Work to be completed
Each entry below needs to be copied exactly, with nothing dropped.

(Stored data entries)
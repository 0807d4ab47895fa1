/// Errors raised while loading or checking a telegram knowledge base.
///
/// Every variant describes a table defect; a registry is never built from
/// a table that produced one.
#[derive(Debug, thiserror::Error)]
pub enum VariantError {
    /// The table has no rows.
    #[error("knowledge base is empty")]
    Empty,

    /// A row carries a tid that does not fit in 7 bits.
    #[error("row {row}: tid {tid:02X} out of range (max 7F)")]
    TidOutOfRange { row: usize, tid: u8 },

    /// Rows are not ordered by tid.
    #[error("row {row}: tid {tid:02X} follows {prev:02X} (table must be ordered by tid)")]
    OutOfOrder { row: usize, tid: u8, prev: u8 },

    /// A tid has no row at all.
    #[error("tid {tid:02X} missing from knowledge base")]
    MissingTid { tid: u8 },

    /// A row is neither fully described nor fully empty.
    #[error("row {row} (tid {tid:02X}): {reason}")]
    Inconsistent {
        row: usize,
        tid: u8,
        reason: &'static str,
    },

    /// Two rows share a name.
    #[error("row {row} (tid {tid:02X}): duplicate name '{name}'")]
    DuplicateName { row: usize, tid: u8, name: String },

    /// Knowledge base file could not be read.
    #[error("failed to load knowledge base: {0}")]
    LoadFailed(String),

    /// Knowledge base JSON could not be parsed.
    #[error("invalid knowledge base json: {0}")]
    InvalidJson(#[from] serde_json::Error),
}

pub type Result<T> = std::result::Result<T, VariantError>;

Your response
repository 0807d4ab47895fa1
/// Errors raised while loading or checking a telegram knowledge base.
///
/// Every variant describes a table defect; a registry is never built from
/// a table that produced one.
#[derive(Debug, thiserror::Error)]
pub enum VariantError {
    /// The table has no rows.
    #[error("knowledge base is empty")]
    Empty,

    /// A row carries a tid that does not fit in 7 bits.
    #[error("row {row}: tid {tid:02X} out of range (max 7F)")]
    TidOutOfRange { row: usize, tid: u8 },

    /// Rows are not ordered by tid.
    #[error("row {row}: tid {tid:02X} follows {prev:02X} (table must be ordered by tid)")]
    OutOfOrder { row: usize, tid: u8, prev: u8 },

    /// A tid has no row at all.
    #[error("tid {tid:02X} missing from knowledge base")]
    MissingTid { tid: u8 },

    /// A row is neither fully described nor fully empty.
    #[error("row {row} (tid {tid:02X}): {reason}")]
    Inconsistent {
        row: usize,
        tid: u8,
        reason: &'static str,
    },

    /// Two rows share a name.
    #[error("row {row} (tid {tid:02X}): duplicate name '{name}'")]
    DuplicateName { row: usize, tid: u8, name: String },

    /// Knowledge base file could not be read.
    #[error("failed to load knowledge base: {0}")]
    LoadFailed(String),

    /// Knowledge base JSON could not be parsed.
    #[error("invalid knowledge base json: {0}")]
    InvalidJson(#[from] serde_json::Error),
}

pub type Result<T> = std::result::Result<T, VariantError>;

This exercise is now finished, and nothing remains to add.